## Your assignment:
Each line that includes the word "omit" should be copied from the records.

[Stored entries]
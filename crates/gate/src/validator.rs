//! Signal validation and normalization.
//!
//! Pure functions over the raw payload; no state, no I/O. Updates
//! (`early_exit`, `strategy_invalidated`, `momentum_change`) may omit price
//! fields — whether a matching position exists is the gate's call.

use compact_str::CompactString;
use relay_core::{
    AlertPayload, Direction, Levels, Momentum, NormalizedAlert, Price, Timeframe, TradingPair,
    ValidationError,
};

/// Validate a raw payload into a normalized alert.
pub fn validate(payload: &AlertPayload) -> Result<NormalizedAlert, ValidationError> {
    let pair = TradingPair::parse(&payload.pair)?;
    let direction = require_enum("direction", &payload.direction, Direction::from_str)?;
    let timeframe = require_enum("timeframe", &payload.timeframe, Timeframe::from_str)?;

    let strategy = payload.strategy.trim();
    if strategy.is_empty() {
        return Err(ValidationError::MissingField("strategy"));
    }

    let momentum = optional_enum("momentum", payload.momentum.as_deref(), Momentum::from_str)?;
    let momentum_change = optional_enum(
        "momentum_change",
        payload.momentum_change.as_deref(),
        Momentum::from_str,
    )?;

    let is_update =
        payload.early_exit || payload.strategy_invalidated || momentum_change.is_some();

    let confidence = match payload.confidence {
        Some(value) => {
            if !value.is_finite() || !(0.0..=100.0).contains(&value) {
                return Err(ValidationError::OutOfRange {
                    field: "confidence",
                    value,
                });
            }
            Some(value)
        }
        None if is_update => None,
        None => return Err(ValidationError::MissingField("confidence")),
    };

    let levels = build_levels(payload, direction, is_update)?;

    Ok(NormalizedAlert {
        pair,
        direction,
        strategy: CompactString::new(strategy),
        timeframe,
        levels,
        confidence,
        momentum,
        early_exit: payload.early_exit,
        strategy_invalidated: payload.strategy_invalidated,
        momentum_change,
        exit_reason: payload
            .exit_reason
            .as_deref()
            .map(|r| CompactString::new(r.trim())),
    })
}

fn require_enum<T>(
    field: &'static str,
    value: &str,
    parse: impl Fn(&str) -> Option<T>,
) -> Result<T, ValidationError> {
    if value.trim().is_empty() {
        return Err(ValidationError::MissingField(field));
    }
    parse(value).ok_or_else(|| ValidationError::UnsupportedValue {
        field,
        value: value.to_string(),
    })
}

fn optional_enum<T>(
    field: &'static str,
    value: Option<&str>,
    parse: impl Fn(&str) -> Option<T>,
) -> Result<Option<T>, ValidationError> {
    match value {
        None => Ok(None),
        Some(raw) => parse(raw)
            .ok_or_else(|| ValidationError::UnsupportedValue {
                field,
                value: raw.to_string(),
            })
            .map(Some),
    }
}

fn price(field: &'static str, value: f64) -> Result<Price, ValidationError> {
    Price::from_f64(value).ok_or(ValidationError::OutOfRange { field, value })
}

/// Assemble and check price levels.
///
/// New alerts must carry a complete, consistent level set. Updates may omit
/// levels; supplied values are still range-checked, and the consistency
/// check runs whenever the set is complete.
fn build_levels(
    payload: &AlertPayload,
    direction: Direction,
    is_update: bool,
) -> Result<Option<Levels>, ValidationError> {
    let entry = payload.entry.map(|v| price("entry", v)).transpose()?;
    let stop = payload.stop.map(|v| price("stop", v)).transpose()?;
    let targets = if payload.targets.is_empty() {
        None
    } else {
        Some(
            payload
                .targets
                .iter()
                .map(|&t| price("targets", t))
                .collect::<Result<Vec<_>, _>>()?,
        )
    };

    if !is_update {
        let entry = entry.ok_or(ValidationError::MissingField("entry"))?;
        let stop = stop.ok_or(ValidationError::MissingField("stop"))?;
        let targets = targets.ok_or(ValidationError::EmptyTargets)?;
        check_levels(direction, entry, stop, &targets)?;
        return Ok(Some(Levels {
            entry,
            stop,
            targets,
        }));
    }

    match (entry, stop, targets) {
        (Some(entry), Some(stop), Some(targets)) => {
            check_levels(direction, entry, stop, &targets)?;
            Ok(Some(Levels {
                entry,
                stop,
                targets,
            }))
        }
        // A partial level set on an update cannot be consistency-checked;
        // the message is formatted without levels.
        _ => Ok(None),
    }
}

/// Enforce `stop < entry < min(targets)` for long (mirror for short) and
/// strict monotonicity of targets away from entry.
fn check_levels(
    direction: Direction,
    entry: Price,
    stop: Price,
    targets: &[Price],
) -> Result<(), ValidationError> {
    match direction {
        Direction::Long => {
            if stop >= entry {
                return Err(ValidationError::InconsistentLevels(format!(
                    "stop {} must be below entry {} for a long",
                    stop, entry
                )));
            }
            let mut prev = entry;
            for &target in targets {
                if target <= prev {
                    return Err(ValidationError::InconsistentLevels(format!(
                        "target {} does not increase away from entry {} for a long",
                        target, entry
                    )));
                }
                prev = target;
            }
        }
        Direction::Short => {
            if stop <= entry {
                return Err(ValidationError::InconsistentLevels(format!(
                    "stop {} must be above entry {} for a short",
                    stop, entry
                )));
            }
            let mut prev = entry;
            for &target in targets {
                if target >= prev {
                    return Err(ValidationError::InconsistentLevels(format!(
                        "target {} does not decrease away from entry {} for a short",
                        target, entry
                    )));
                }
                prev = target;
            }
        }
    }
    Ok(())
}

## Response to this task:
//! (`early_exit`, `strategy_invalidated`, `momentum_change`) may omit price
/// New alerts must carry a complete, consistent level set. Updates may omit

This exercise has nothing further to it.